Does your hospital have an ethics committee? Nine of ten hospitals have such committees, and the decisions they make affect your relationships with patients, directly and indirectly. Should PAs be active members of such committees? In this month's column, we focus on one PA's encounter and engagement with the ethics committee at a hospital where he was employed.
THE CASE OF MS. G.
Ms. G. is a 74-year-old woman with a history of dementia and repeated cerebrovascular ischemic events. She has been hospitalized for several days after her most recent ischemic event. She is unconscious and on a ventilator, unable to breathe without mechanical support.
She has three adult children. She has lived with her two daughters for several years, and her son has been estranged from the family and has not spoken with his mother or sisters for 5 years. The son recently arrived at the hospital at the request of his sisters, who have been with their mother since her most recent hospitalization. Ms. G. does not have an advance directive; however, the daughters do have durable power of attorney for health care decisions.
Ms. G.'s medical team has met with her family and has told them that in their opinion, their mother is unlikely to be able to survive without mechanical ventilation or to return to her previous level of cognitive function. Ms. G.'s son has brought in a neurologist from an outside facility to examine Ms. G. The visiting neurologist disagrees with the medical team and has issued a consultant's report stating that he feels Ms. G. has a “better than 50% chance of regaining nonventilatory breathing function.”
After meeting several times with their mother's medical team, the daughters have requested that the ventilator be turned off and their mother be allowed to die. They are distraught but clear in their wishes, and they describe their mother's multiple requests to not be kept alive on a ventilator. They are upset with the actions of their brother, and they refuse to meet with him or with the legal and medical team he has assembled.

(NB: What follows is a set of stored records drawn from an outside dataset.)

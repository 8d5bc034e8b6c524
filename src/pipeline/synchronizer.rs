use std::collections::HashSet;

use tokio_util::sync::CancellationToken;

use crate::events::PipelineEvent;
use crate::glossary::GlossaryEntry;
use crate::raw_store;

use super::state::PipelineContext;

/// Flushes the extraction backlog every batch interval, and once more when
/// `stop` fires.
pub async fn run(ctx: &PipelineContext, stop: CancellationToken) {
    let interval = ctx.pipeline.glossary_batch_interval();
    loop {
        tokio::select! {
            _ = tokio::time::sleep(interval) => {
                flush(ctx).await;
            }
            _ = stop.cancelled() => {
                flush(ctx).await;
                break;
            }
        }
    }
    tracing::debug!("glossary synchronizer stopped");
}

/// One extraction batch. Never fails: every error is logged and dropped.
pub async fn flush(ctx: &PipelineContext) -> usize {
    let pending = {
        let mut state = ctx.glossary.lock().await;
        std::mem::take(&mut state.backlog)
    };
    if pending.is_empty() {
        return 0;
    }

    let existing = ctx.glossary_snapshot();
    let max_new = ctx.translation.new_terms_per_chapter;
    let mut proposals = Vec::new();
    for path in &pending {
        let text = match tokio::fs::read_to_string(path).await {
            Ok(text) => text,
            Err(err) => {
                tracing::warn!(path = %path.display(), %err, "term extraction: read failed");
                continue;
            }
        };
        let (_, body) = raw_store::split_raw_chapter(&text);
        match ctx
            .capabilities
            .glossary
            .extract_new_terms(body, existing.entries(), max_new)
            .await
        {
            Ok(terms) => proposals.extend(terms),
            Err(err) => {
                tracing::warn!(path = %path.display(), error = %format!("{err:#}"), "term extraction failed");
            }
        }
    }
    if proposals.is_empty() {
        return 0;
    }

    let mut state = ctx.glossary.lock().await;
    let fresh = dedupe(proposals, |term| state.glossary.contains(term));
    let added = fresh.len();
    if added == 0 {
        return 0;
    }
    for entry in fresh {
        state.glossary.add(entry);
    }
    if let Err(err) = state.glossary.save(ctx.book_dir()).await {
        tracing::warn!(error = %format!("{err:#}"), "glossary save failed");
    }
    ctx.publish_glossary(&state.glossary);
    let total = state.glossary.len();
    let rebuild = (state.versions_since_rebuild() > ctx.pipeline.glossary_scorer_rebuild_threshold)
        .then(|| state.mark_indexed());
    drop(state);

    tracing::info!(chapters = pending.len(), added, total, "glossary: merged new terms");
    ctx.emit(PipelineEvent::GlossaryUpdated { added, total });

    if let Some(terms) = rebuild
        && let Err(err) = ctx.rebuild_term_index(terms).await
    {
        tracing::warn!(error = %format!("{err:#}"), "term index rebuild failed");
    }
    added
}

/// Keeps the first proposal per source term, dropping blanks and terms the
/// glossary already has.
fn dedupe(
    proposals: Vec<GlossaryEntry>,
    known: impl Fn(&str) -> bool,
) -> Vec<GlossaryEntry> {
    let mut seen = HashSet::new();
    proposals
        .into_iter()
        .filter(|e| !e.source_term.trim().is_empty() && !known(&e.source_term))
        .filter(|e| seen.insert(e.source_term.clone()))
        .collect()
}
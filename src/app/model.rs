use std::path::PathBuf;

use chrono::{DateTime, Utc};
use serde::{Deserialize, Serialize};

use crate::cli::LlmEngine;
use crate::pipeline::{PipelineResult, RunOptions};
use crate::progress::{BookProgress, ChapterStatus};

#[derive(Debug, Clone, Copy, Serialize, Deserialize, PartialEq, Eq)]
#[serde(rename_all = "snake_case")]
pub enum JobStatus {
    Pending,
    Running,
    Completed,
    Failed,
    Cancelled,
}

impl JobStatus {
    pub fn is_finished(self) -> bool {
        matches!(self, Self::Completed | Self::Failed | Self::Cancelled)
    }
}

#[derive(Debug, Clone, Default, Serialize, Deserialize, PartialEq, Eq)]
pub struct JobProgress {
    pub total_chapters: usize,
    pub crawled: usize,
    pub translated: usize,
    pub errors: usize,
}

impl JobProgress {
    pub fn from_book(progress: &BookProgress) -> Self {
        let chapters = &progress.chapters;
        Self {
            total_chapters: chapters.len(),
            crawled: chapters
                .iter()
                .filter(|c| !matches!(c.status, ChapterStatus::Pending | ChapterStatus::Error))
                .count(),
            translated: chapters.iter().filter(|c| c.status.is_translated()).count(),
            errors: chapters
                .iter()
                .filter(|c| c.status == ChapterStatus::Error)
                .count(),
        }
    }
}

#[derive(Debug, Clone, Serialize, Deserialize)]
pub struct PipelineJob {
    pub job_id: String,
    pub status: JobStatus,
    pub book_dir: PathBuf,
    pub request: CreateJobRequest,
    pub progress: JobProgress,
    pub result: Option<PipelineResult>,
    pub error: Option<String>,

    pub created_at: DateTime<Utc>,
    pub started_at: Option<DateTime<Utc>>,
    pub finished_at: Option<DateTime<Utc>>,
}

#[derive(Debug, Clone, Serialize, Deserialize, PartialEq)]
pub struct CreateJobRequest {
    /// Existing book directory. Derived from the url under the books dir
    /// when absent.
    #[serde(default)]
    pub book_dir: Option<PathBuf>,

    #[serde(flatten)]
    pub options: RunOptions,

    /// Glossary CSV merged into the book's glossary before the run.
    #[serde(default)]
    pub glossary_csv: Option<PathBuf>,

    #[serde(default = "CreateJobRequest::default_engine")]
    pub engine: LlmEngine,
}

impl CreateJobRequest {
    pub fn default_engine() -> LlmEngine {
        LlmEngine::Openai
    }
}
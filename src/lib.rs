#![forbid(unsafe_code)]

pub mod app;
pub mod capabilities;
pub mod chunking;
pub mod commands;
pub mod cli;
pub mod config;
pub mod crawl;
pub mod events;
pub mod glossary;
pub mod llm;
pub mod logging;
pub mod openai;
pub mod pipeline;
pub mod progress;
pub mod raw_store;
pub mod settings;
pub mod style;
pub mod term_index;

After the last meeting with the medical team, a social worker and a physician member of Ms. G.'s medical team ask to meet with the daughters. The social worker and physician say that they disagree with their team's attending physician and believe that withdrawing ventilator support amounts to “killing your mom.” They urge the sisters to reconsider. They question them about the advance directive and ask if the sisters are posi tive that such a document does not exist. The daughters are angry at the position taken by the two providers and tearfully ask to speak with the charge nurse about their concerns. They say that they feel abandoned by the medical team. Their brother continues to push for continued ventilation and has fi led a motion in local court to prevent ventilation from being stopped.
THE ETHICS COMMITTEE STEPS IN
The charge nurse contacts the attending physician, the hospital patient relations director, the risk management office, and the on-call clinician member of the hospital ethics committee. Soon the entire ethics committee is requested to attend an urgent ethics consultation the following day. Six members say they can attend, two of them physicians. (While ethics committee membership draws on many professions, the policies at this medical center require physician presence at all ethics consultations.) The two ethics on-call clinicians (a physician and a physician assistant) decide that the consult will be divided into two parts. The first will be a meeting of the committee without the family to establish the factual framework of the consultation. A second consultation will include family members and may take place later in the week.
At the first consultation, an on-call clinician facilitates, starting with introductions and moving into a case report from the attending physician. The facilitator stands at a chalkboard, placing information into one of four boxes. Following the commonly used Jonsen “four box method,” the boxes are labeled medical indications, patient preferences, quality of life, and contextual features. Using this method allows the facilitator to order the facts of the case and for the discussion to address the more expansive bioethical principles of autonomy, nonmalefi cence, beneficence, and justice.
In this and other consultations, members of the ethics committee work to draw out facts, order them in a systematic way, and support the clinicians and family involved. Finding common ground and ways for patients, family, and staff to achieve collaborative decision-making, rooted in bioethical principles, is the highest priority.
At the initial consultation, a resident involved in the case voices her hope that the committee can make a ruling and take pressure off of the medical team. In response, ethics committee members help clarify for the medical team that the ethics committee is not the “ethics police” and in fact does not fremake decisions. Committee members discuss the limitations of the bioethical four-box approach, including the challenge of prioritizing the four principles. The facilitator notes that both oversimplification and an inability to balance ethical principles in a manner that hears and addresses the wishes of patient, family, and staff can limit the effectiveness of bioethical interventions. The role of the ethics committee is reviewed.
In cases such as Ms. G.'s, clinicians can be overwhelmed by the complexity, narrative, and contextual nature of the process since such cases are seldom simple and linear. Outcomes may not always result in all parties feeling resolution, although formalizing and clarifying relevant issues often brings participants to a more collaborative and open understanding of the progression of events.